More and more Americans who voted for the current president are suffering from "buyer's remorse." Likewise, many of us think we were bamboozled into letting the administration trade in Afghanistan for Iraq.

Meanwhile, the US supposedly pays compensation for each citizen of Iraq who is killed. But there's no warranty on the country, which we ran into the ground.

If ever there was a lemon of a war, this is it.

Still, our presence in Iraq may never invoke the outrage from Americans that Vietnam did. After all, there's no draft. Nor did natives of Southeast Asia kill 3,000-plus Americans on our own soil like those from the Middle East did.

Most of us are unopposed to preemptive war on principle. But we can no longer stomach the idea that our soldiers are dying in a war which epitomizes that support-group chestnut "half measures avail us nothing."

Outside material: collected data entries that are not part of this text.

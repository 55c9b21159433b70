use std::path::{Path, PathBuf};

use clap::Parser;
use i18nconv::{Config, KeyOrder};
use indoc::indoc;

/// Printed when the tool is started without any input.
pub const USAGE: &str = indoc! {"
    Usage: i18n -i ./path/to/my/resources OR i18n -i ./path/to/uiMessages.csv

    provided an input path i18n determines whether or not to generate a .csv
    file or a set of .properties files in the current directory.
"};

/// Convert .properties message files to one CSV table and back.
#[derive(Parser, Debug)]
#[command(name = "i18n", author, version, about, long_about = None)]
pub struct Args {
    /// Input path: either a directory or a file
    #[arg(short, long)]
    pub input: Option<PathBuf>,

    /// Write rows sorted by key instead of the order keys were first seen
    #[arg(long)]
    pub sort_keys: bool,

    /// Increase log verbosity (-v info, -vv debug, -vvv trace)
    #[arg(short, long, action = clap::ArgAction::Count)]
    pub verbose: u8,
}

impl Args {
    /// Builds the run configuration, or `None` when no input was given.
    pub fn to_config<P: AsRef<Path>>(&self, output_dir: P) -> Option<Config> {
        let key_order = if self.sort_keys {
            KeyOrder::Sorted
        } else {
            KeyOrder::Insertion
        };

        self.input.as_ref().map(|input| {
            Config::new(input)
                .with_output_dir(output_dir)
                .with_key_order(key_order)
        })
    }
}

But, concerned it will be spun as a victory by the terrorists, we balk at calls for withdrawal. Then there are the commentators and congressmen who, despite how implausible they sound, guilt-trip us about abandoning the Iraqi people.

Let those concerned with abandonment try this story on for size. "No One Dares to Help," written by an anonymous Iraqi reporter for the Los Angeles Times, describes the aftermath of a shooting in his neighborhood. An injured man lay in the street, but no one dared step forward to help him.

He "managed to sit up and wave to passing cars. No one stopped. Then, a white Volkswagen pulled up. A passenger stepped out with a gun, walked steadily to the wounded man and shot him three times."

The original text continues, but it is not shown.